• **Task to complete**:
Your answer should be the data below, reproduced with nothing changed.

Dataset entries

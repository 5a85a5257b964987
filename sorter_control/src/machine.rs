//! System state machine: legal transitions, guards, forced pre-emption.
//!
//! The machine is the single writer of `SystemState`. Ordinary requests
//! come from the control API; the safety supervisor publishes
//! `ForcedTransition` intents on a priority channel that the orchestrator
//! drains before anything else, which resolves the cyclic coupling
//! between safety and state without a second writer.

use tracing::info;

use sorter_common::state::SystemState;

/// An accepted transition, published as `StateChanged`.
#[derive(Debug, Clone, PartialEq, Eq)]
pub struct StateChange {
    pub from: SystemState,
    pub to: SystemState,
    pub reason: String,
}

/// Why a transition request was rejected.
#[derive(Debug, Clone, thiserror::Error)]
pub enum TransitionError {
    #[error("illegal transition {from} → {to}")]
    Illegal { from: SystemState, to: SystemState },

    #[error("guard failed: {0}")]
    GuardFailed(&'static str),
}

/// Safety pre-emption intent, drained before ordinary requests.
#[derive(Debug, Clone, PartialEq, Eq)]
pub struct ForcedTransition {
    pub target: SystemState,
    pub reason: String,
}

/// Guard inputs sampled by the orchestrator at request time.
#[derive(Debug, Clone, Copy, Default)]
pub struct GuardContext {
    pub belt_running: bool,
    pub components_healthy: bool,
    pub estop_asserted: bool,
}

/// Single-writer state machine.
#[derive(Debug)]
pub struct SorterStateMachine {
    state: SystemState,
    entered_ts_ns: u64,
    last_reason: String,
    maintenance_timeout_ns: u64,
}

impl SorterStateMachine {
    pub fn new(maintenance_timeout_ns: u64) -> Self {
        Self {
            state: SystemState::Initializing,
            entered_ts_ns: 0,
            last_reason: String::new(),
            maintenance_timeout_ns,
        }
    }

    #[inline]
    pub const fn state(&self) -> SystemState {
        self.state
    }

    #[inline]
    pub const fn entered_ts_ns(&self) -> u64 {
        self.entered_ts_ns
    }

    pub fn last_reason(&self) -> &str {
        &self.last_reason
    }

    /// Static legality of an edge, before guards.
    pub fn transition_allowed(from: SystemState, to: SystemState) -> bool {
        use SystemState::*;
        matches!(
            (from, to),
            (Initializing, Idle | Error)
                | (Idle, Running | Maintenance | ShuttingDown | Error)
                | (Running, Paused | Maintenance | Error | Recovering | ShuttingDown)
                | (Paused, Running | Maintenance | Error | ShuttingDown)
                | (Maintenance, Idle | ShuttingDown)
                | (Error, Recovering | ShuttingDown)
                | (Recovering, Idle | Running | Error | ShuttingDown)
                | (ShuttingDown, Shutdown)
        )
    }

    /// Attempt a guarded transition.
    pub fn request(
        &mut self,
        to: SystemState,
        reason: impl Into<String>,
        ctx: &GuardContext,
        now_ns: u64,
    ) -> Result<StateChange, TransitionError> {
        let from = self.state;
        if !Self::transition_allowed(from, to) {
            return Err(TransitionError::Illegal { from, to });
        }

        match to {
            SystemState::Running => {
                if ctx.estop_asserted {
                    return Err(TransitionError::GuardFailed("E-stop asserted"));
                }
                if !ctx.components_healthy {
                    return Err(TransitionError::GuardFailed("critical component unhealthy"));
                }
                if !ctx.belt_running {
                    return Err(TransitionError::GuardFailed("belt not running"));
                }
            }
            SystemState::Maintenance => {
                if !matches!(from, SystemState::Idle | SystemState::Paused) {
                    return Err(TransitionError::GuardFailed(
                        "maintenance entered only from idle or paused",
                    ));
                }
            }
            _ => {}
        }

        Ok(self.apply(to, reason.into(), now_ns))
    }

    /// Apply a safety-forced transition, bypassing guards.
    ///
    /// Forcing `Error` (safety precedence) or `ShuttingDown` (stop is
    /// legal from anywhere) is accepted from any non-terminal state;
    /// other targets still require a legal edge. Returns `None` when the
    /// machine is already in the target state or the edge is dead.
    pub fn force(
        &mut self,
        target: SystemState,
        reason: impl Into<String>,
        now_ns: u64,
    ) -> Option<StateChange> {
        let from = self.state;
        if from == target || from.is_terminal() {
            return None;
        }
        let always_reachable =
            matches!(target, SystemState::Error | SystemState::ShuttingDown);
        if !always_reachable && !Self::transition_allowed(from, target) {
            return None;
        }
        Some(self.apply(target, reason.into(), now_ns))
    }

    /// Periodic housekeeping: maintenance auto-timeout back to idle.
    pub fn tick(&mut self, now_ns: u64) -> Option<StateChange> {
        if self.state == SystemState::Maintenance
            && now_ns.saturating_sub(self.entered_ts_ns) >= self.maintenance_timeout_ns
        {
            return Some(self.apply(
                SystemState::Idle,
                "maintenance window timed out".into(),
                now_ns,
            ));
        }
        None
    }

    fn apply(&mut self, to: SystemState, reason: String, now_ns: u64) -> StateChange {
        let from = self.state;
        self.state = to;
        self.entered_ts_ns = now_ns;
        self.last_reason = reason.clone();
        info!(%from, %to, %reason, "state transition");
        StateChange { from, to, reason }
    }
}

• **Answer below**:
repository 5a85a5257b964987
filename sorter_control/src/machine.rs
//! System state machine: legal transitions, guards, forced pre-emption.
//!
//! The machine is the single writer of `SystemState`. Ordinary requests
//! come from the control API; the safety supervisor publishes
//! `ForcedTransition` intents on a priority channel that the orchestrator
//! drains before anything else, which resolves the cyclic coupling
//! between safety and state without a second writer.

use tracing::info;

use sorter_common::state::SystemState;

/// An accepted transition, published as `StateChanged`.
#[derive(Debug, Clone, PartialEq, Eq)]
pub struct StateChange {
    pub from: SystemState,
    pub to: SystemState,
    pub reason: String,
}

/// Why a transition request was rejected.
#[derive(Debug, Clone, thiserror::Error)]
pub enum TransitionError {
    #[error("illegal transition {from} → {to}")]
    Illegal { from: SystemState, to: SystemState },

    #[error("guard failed: {0}")]
    GuardFailed(&'static str),
}

/// Safety pre-emption intent, drained before ordinary requests.
#[derive(Debug, Clone, PartialEq, Eq)]
pub struct ForcedTransition {
    pub target: SystemState,
    pub reason: String,
}

/// Guard inputs sampled by the orchestrator at request time.
#[derive(Debug, Clone, Copy, Default)]
pub struct GuardContext {
    pub belt_running: bool,
    pub components_healthy: bool,
    pub estop_asserted: bool,
}

/// Single-writer state machine.
#[derive(Debug)]
pub struct SorterStateMachine {
    state: SystemState,
    entered_ts_ns: u64,
    last_reason: String,
    maintenance_timeout_ns: u64,
}

impl SorterStateMachine {
    pub fn new(maintenance_timeout_ns: u64) -> Self {
        Self {
            state: SystemState::Initializing,
            entered_ts_ns: 0,
            last_reason: String::new(),
            maintenance_timeout_ns,
        }
    }

    #[inline]
    pub const fn state(&self) -> SystemState {
        self.state
    }

    #[inline]
    pub const fn entered_ts_ns(&self) -> u64 {
        self.entered_ts_ns
    }

    pub fn last_reason(&self) -> &str {
        &self.last_reason
    }

    /// Static legality of an edge, before guards.
    pub fn transition_allowed(from: SystemState, to: SystemState) -> bool {
        use SystemState::*;
        matches!(
            (from, to),
            (Initializing, Idle | Error)
                | (Idle, Running | Maintenance | ShuttingDown | Error)
                | (Running, Paused | Maintenance | Error | Recovering | ShuttingDown)
                | (Paused, Running | Maintenance | Error | ShuttingDown)
                | (Maintenance, Idle | ShuttingDown)
                | (Error, Recovering | ShuttingDown)
                | (Recovering, Idle | Running | Error | ShuttingDown)
                | (ShuttingDown, Shutdown)
        )
    }

    /// Attempt a guarded transition.
    pub fn request(
        &mut self,
        to: SystemState,
        reason: impl Into<String>,
        ctx: &GuardContext,
        now_ns: u64,
    ) -> Result<StateChange, TransitionError> {
        let from = self.state;
        if !Self::transition_allowed(from, to) {
            return Err(TransitionError::Illegal { from, to });
        }

        match to {
            SystemState::Running => {
                if ctx.estop_asserted {
                    return Err(TransitionError::GuardFailed("E-stop asserted"));
                }
                if !ctx.components_healthy {
                    return Err(TransitionError::GuardFailed("critical component unhealthy"));
                }
                if !ctx.belt_running {
                    return Err(TransitionError::GuardFailed("belt not running"));
                }
            }
            SystemState::Maintenance => {
                if !matches!(from, SystemState::Idle | SystemState::Paused) {
                    return Err(TransitionError::GuardFailed(
                        "maintenance entered only from idle or paused",
                    ));
                }
            }
            _ => {}
        }

        Ok(self.apply(to, reason.into(), now_ns))
    }

    /// Apply a safety-forced transition, bypassing guards.
    ///
    /// Forcing `Error` (safety precedence) or `ShuttingDown` (stop is
    /// legal from anywhere) is accepted from any non-terminal state;
    /// other targets still require a legal edge. Returns `None` when the
    /// machine is already in the target state or the edge is dead.
    pub fn force(
        &mut self,
        target: SystemState,
        reason: impl Into<String>,
        now_ns: u64,
    ) -> Option<StateChange> {
        let from = self.state;
        if from == target || from.is_terminal() {
            return None;
        }
        let always_reachable =
            matches!(target, SystemState::Error | SystemState::ShuttingDown);
        if !always_reachable && !Self::transition_allowed(from, target) {
            return None;
        }
        Some(self.apply(target, reason.into(), now_ns))
    }

    /// Periodic housekeeping: maintenance auto-timeout back to idle.
    pub fn tick(&mut self, now_ns: u64) -> Option<StateChange> {
        if self.state == SystemState::Maintenance
            && now_ns.saturating_sub(self.entered_ts_ns) >= self.maintenance_timeout_ns
        {
            return Some(self.apply(
                SystemState::Idle,
                "maintenance window timed out".into(),
                now_ns,
            ));
        }
        None
    }

    fn apply(&mut self, to: SystemState, reason: String, now_ns: u64) -> StateChange {
        let from = self.state;
        self.state = to;
        self.entered_ts_ns = now_ns;
        self.last_reason = reason.clone();
        info!(%from, %to, %reason, "state transition");
        StateChange { from, to, reason }
    }
}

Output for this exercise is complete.